> _Assignment_: Each line of the material below needs to be returned exactly as written.

(Dataset Opens)

//! Predictor gateway: Thin adapter over the loaded classifier.
//!
//! Turns the model's two raw capabilities (label prediction and optional
//! probability estimation) into one `ClassificationResult` per patient.

use std::path::Path;

use crate::adapters::model::{load_model, ModelArtifact};
use crate::domain::{ClassificationResult, Confidence, FeatureVector, Label};
use crate::ports::{Classifier, ClassifierError};
use crate::PredictorError;

/// Read-only wrapper around a loaded model.
///
/// Holds no mutable state, so one gateway can be shared (`Arc`) by every
/// session in the process.
#[derive(Debug)]
pub struct PredictorGateway<C: Classifier> {
    model: C,
}

impl PredictorGateway<ModelArtifact> {
    /// Load the model artifact at `path`.
    ///
    /// # Errors
    /// Returns `PredictorError::ModelUnavailable` if the artifact cannot be
    /// read, verified or parsed. No prediction is possible in that case.
    pub fn load(path: &Path, require_checksum: bool) -> Result<Self, PredictorError> {
        let model = load_model(path, require_checksum)?;
        Ok(Self::new(model))
    }
}

impl<C: Classifier> PredictorGateway<C> {
    pub fn new(model: C) -> Self {
        Self { model }
    }

    /// Whether results carry a confidence value.
    #[must_use]
    pub fn supports_probabilities(&self) -> bool {
        self.model.probability_estimator().is_some()
    }

    #[must_use]
    pub fn model_name(&self) -> &str {
        self.model.name()
    }

    /// Classify one patient.
    ///
    /// Confidence is the maximum class probability when the model can
    /// estimate probabilities, and `None` otherwise.
    ///
    /// # Errors
    /// Returns `PredictorError::Inference` if the model rejects the input or
    /// returns an unusable answer.
    pub fn classify(&self, features: &FeatureVector) -> Result<ClassificationResult, PredictorError> {
        let rows = std::slice::from_ref(features);

        let class = self
            .model
            .predict(rows)?
            .first()
            .copied()
            .ok_or_else(|| ClassifierError::Evaluation("model returned no label".to_string()))?;
        if class > 1 {
            tracing::warn!("Model returned non-binary class {}; treating as negative", class);
        }

        let confidence = match self.model.probability_estimator() {
            Some(estimator) => {
                let probabilities = estimator.predict_proba(rows)?;
                let row = probabilities.first().ok_or_else(|| {
                    ClassifierError::Evaluation("model returned no probabilities".to_string())
                })?;
                let confidence = Confidence::from_class_probabilities(row).ok_or_else(|| {
                    ClassifierError::Evaluation(format!("invalid class probabilities {row:?}"))
                })?;
                Some(confidence)
            }
            None => None,
        };

        Ok(ClassificationResult {
            label: Label::from_class(class),
            confidence,
        })
    }
}

#[cfg(test)]
mod tests {
    use super::*;
    use crate::domain::PatientFeatures;
    use crate::ports::ProbabilityEstimator;

    /// Scripted model returning fixed answers.
    struct Fixed {
        labels: Vec<u8>,
        proba: Option<Vec<Vec<f64>>>,
    }

    impl Classifier for Fixed {
        fn predict(&self, _rows: &[FeatureVector]) -> Result<Vec<u8>, ClassifierError> {
            Ok(self.labels.clone())
        }

        fn probability_estimator(&self) -> Option<&dyn ProbabilityEstimator> {
            self.proba.as_ref().map(|_| self as &dyn ProbabilityEstimator)
        }

        fn name(&self) -> &str {
            "fixed"
        }
    }

    impl ProbabilityEstimator for Fixed {
        fn predict_proba(&self, _rows: &[FeatureVector]) -> Result<Vec<Vec<f64>>, ClassifierError> {
            Ok(self.proba.clone().unwrap_or_default())
        }
    }

    fn features() -> FeatureVector {
        PatientFeatures::default().to_vector()
    }

    #[test]
    fn test_label_and_max_probability() {
        let gateway = PredictorGateway::new(Fixed {
            labels: vec![1],
            proba: Some(vec![vec![0.13, 0.87]]),
        });
        let result = gateway.classify(&features()).expect("Should classify");

        assert_eq!(result.label, Label::Diabetic);
        assert_eq!(result.confidence_text(), "87.0%");
        assert!(gateway.supports_probabilities());
    }

    #[test]
    fn test_confidence_absent_without_capability() {
        let gateway = PredictorGateway::new(Fixed {
            labels: vec![0],
            proba: None,
        });
        let result = gateway.classify(&features()).expect("Should classify");

        assert_eq!(result.label, Label::NonDiabetic);
        assert!(result.confidence.is_none());
        assert_eq!(result.confidence_text(), "N/A");
        assert!(!gateway.supports_probabilities());
    }

    #[test]
    fn test_empty_answers_are_inference_errors() {
        let no_label = PredictorGateway::new(Fixed {
            labels: vec![],
            proba: None,
        });
        assert!(matches!(
            no_label.classify(&features()),
            Err(PredictorError::Inference(_))
        ));

        let bad_proba = PredictorGateway::new(Fixed {
            labels: vec![1],
            proba: Some(vec![vec![1.7, -0.7]]),
        });
        assert!(matches!(
            bad_proba.classify(&features()),
            Err(PredictorError::Inference(_))
        ));
    }

    #[test]
    fn test_load_missing_artifact_is_model_unavailable() {
        let result = PredictorGateway::load(Path::new("does/not/exist.json"), false);
        assert!(matches!(result, Err(PredictorError::ModelUnavailable(_))));
    }
}
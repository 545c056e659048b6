//! Adapters layer: Concrete implementations of ports.
//!
//! - `model`: JSON model artifacts implementing `Classifier`
//! - `sanitize`: redaction of patient identifiers in logs

pub mod model;
pub mod sanitize;

pub use model::{load_model, ModelArtifact, ModelError};
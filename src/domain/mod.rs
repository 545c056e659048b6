//! Domain layer: Core business types and logic.
//!
//! Pure Rust types with no I/O. Features are a fixed schema, records are
//! immutable once created, and the history only grows until cleared.

mod history;
mod patient;
mod prediction;

pub use history::{HistoryStore, DEFAULT_RECENT_LIMIT};
pub use patient::{FeatureVector, PatientFeatures, FEATURE_COUNT, FEATURE_NAMES, FEATURE_RANGES};
pub use prediction::{
    ClassificationResult, Confidence, Label, PredictionRecord, CONFIDENCE_UNAVAILABLE,
};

(Dataset Closes)

> _Answer section_:
//! Predictor gateway: Thin adapter over the loaded classifier.
//!
//! Turns the model's two raw capabilities (label prediction and optional
//! probability estimation) into one `ClassificationResult` per patient.

use std::path::Path;

use crate::adapters::model::{load_model, ModelArtifact};
use crate::domain::{ClassificationResult, Confidence, FeatureVector, Label};
use crate::ports::{Classifier, ClassifierError};
use crate::PredictorError;

/// Read-only wrapper around a loaded model.
///
/// Holds no mutable state, so one gateway can be shared (`Arc`) by every
/// session in the process.
#[derive(Debug)]
pub struct PredictorGateway<C: Classifier> {
    model: C,
}

impl PredictorGateway<ModelArtifact> {
    /// Load the model artifact at `path`.
    ///
    /// # Errors
    /// Returns `PredictorError::ModelUnavailable` if the artifact cannot be
    /// read, verified or parsed. No prediction is possible in that case.
    pub fn load(path: &Path, require_checksum: bool) -> Result<Self, PredictorError> {
        let model = load_model(path, require_checksum)?;
        Ok(Self::new(model))
    }
}

impl<C: Classifier> PredictorGateway<C> {
    pub fn new(model: C) -> Self {
        Self { model }
    }

    /// Whether results carry a confidence value.
    #[must_use]
    pub fn supports_probabilities(&self) -> bool {
        self.model.probability_estimator().is_some()
    }

    #[must_use]
    pub fn model_name(&self) -> &str {
        self.model.name()
    }

    /// Classify one patient.
    ///
    /// Confidence is the maximum class probability when the model can
    /// estimate probabilities, and `None` otherwise.
    ///
    /// # Errors
    /// Returns `PredictorError::Inference` if the model rejects the input or
    /// returns an unusable answer.
    pub fn classify(&self, features: &FeatureVector) -> Result<ClassificationResult, PredictorError> {
        let rows = std::slice::from_ref(features);

        let class = self
            .model
            .predict(rows)?
            .first()
            .copied()
            .ok_or_else(|| ClassifierError::Evaluation("model returned no label".to_string()))?;
        if class > 1 {
            tracing::warn!("Model returned non-binary class {}; treating as negative", class);
        }

        let confidence = match self.model.probability_estimator() {
            Some(estimator) => {
                let probabilities = estimator.predict_proba(rows)?;
                let row = probabilities.first().ok_or_else(|| {
                    ClassifierError::Evaluation("model returned no probabilities".to_string())
                })?;
                let confidence = Confidence::from_class_probabilities(row).ok_or_else(|| {
                    ClassifierError::Evaluation(format!("invalid class probabilities {row:?}"))
                })?;
                Some(confidence)
            }
            None => None,
        };

        Ok(ClassificationResult {
            label: Label::from_class(class),
            confidence,
        })
    }
}

#[cfg(test)]
mod tests {
    use super::*;
    use crate::domain::PatientFeatures;
    use crate::ports::ProbabilityEstimator;

    /// Scripted model returning fixed answers.
    struct Fixed {
        labels: Vec<u8>,
        proba: Option<Vec<Vec<f64>>>,
    }

    impl Classifier for Fixed {
        fn predict(&self, _rows: &[FeatureVector]) -> Result<Vec<u8>, ClassifierError> {
            Ok(self.labels.clone())
        }

        fn probability_estimator(&self) -> Option<&dyn ProbabilityEstimator> {
            self.proba.as_ref().map(|_| self as &dyn ProbabilityEstimator)
        }

        fn name(&self) -> &str {
            "fixed"
        }
    }

    impl ProbabilityEstimator for Fixed {
        fn predict_proba(&self, _rows: &[FeatureVector]) -> Result<Vec<Vec<f64>>, ClassifierError> {
            Ok(self.proba.clone().unwrap_or_default())
        }
    }

    fn features() -> FeatureVector {
        PatientFeatures::default().to_vector()
    }

    #[test]
    fn test_label_and_max_probability() {
        let gateway = PredictorGateway::new(Fixed {
            labels: vec![1],
            proba: Some(vec![vec![0.13, 0.87]]),
        });
        let result = gateway.classify(&features()).expect("Should classify");

        assert_eq!(result.label, Label::Diabetic);
        assert_eq!(result.confidence_text(), "87.0%");
        assert!(gateway.supports_probabilities());
    }

    #[test]
    fn test_confidence_absent_without_capability() {
        let gateway = PredictorGateway::new(Fixed {
            labels: vec![0],
            proba: None,
        });
        let result = gateway.classify(&features()).expect("Should classify");

        assert_eq!(result.label, Label::NonDiabetic);
        assert!(result.confidence.is_none());
        assert_eq!(result.confidence_text(), "N/A");
        assert!(!gateway.supports_probabilities());
    }

    #[test]
    fn test_empty_answers_are_inference_errors() {
        let no_label = PredictorGateway::new(Fixed {
            labels: vec![],
            proba: None,
        });
        assert!(matches!(
            no_label.classify(&features()),
            Err(PredictorError::Inference(_))
        ));

        let bad_proba = PredictorGateway::new(Fixed {
            labels: vec![1],
            proba: Some(vec![vec![1.7, -0.7]]),
        });
        assert!(matches!(
            bad_proba.classify(&features()),
            Err(PredictorError::Inference(_))
        ));
    }

    #[test]
    fn test_load_missing_artifact_is_model_unavailable() {
        let result = PredictorGateway::load(Path::new("does/not/exist.json"), false);
        assert!(matches!(result, Err(PredictorError::ModelUnavailable(_))));
    }
}
repository 545c056e659048b6
//! Adapters layer: Concrete implementations of ports.
//!
//! - `model`: JSON model artifacts implementing `Classifier`
//! - `sanitize`: redaction of patient identifiers in logs

pub mod model;
pub mod sanitize;

pub use model::{load_model, ModelArtifact, ModelError};
filename src/domain/mod.rs
repository 545c056e659048b6
//! Domain layer: Core business types and logic.
//!
//! Pure Rust types with no I/O. Features are a fixed schema, records are
//! immutable once created, and the history only grows until cleared.

mod history;
mod patient;
mod prediction;

pub use history::{HistoryStore, DEFAULT_RECENT_LIMIT};
pub use patient::{FeatureVector, PatientFeatures, FEATURE_COUNT, FEATURE_NAMES, FEATURE_RANGES};
pub use prediction::{
    ClassificationResult, Confidence, Label, PredictionRecord, CONFIDENCE_UNAVAILABLE,
};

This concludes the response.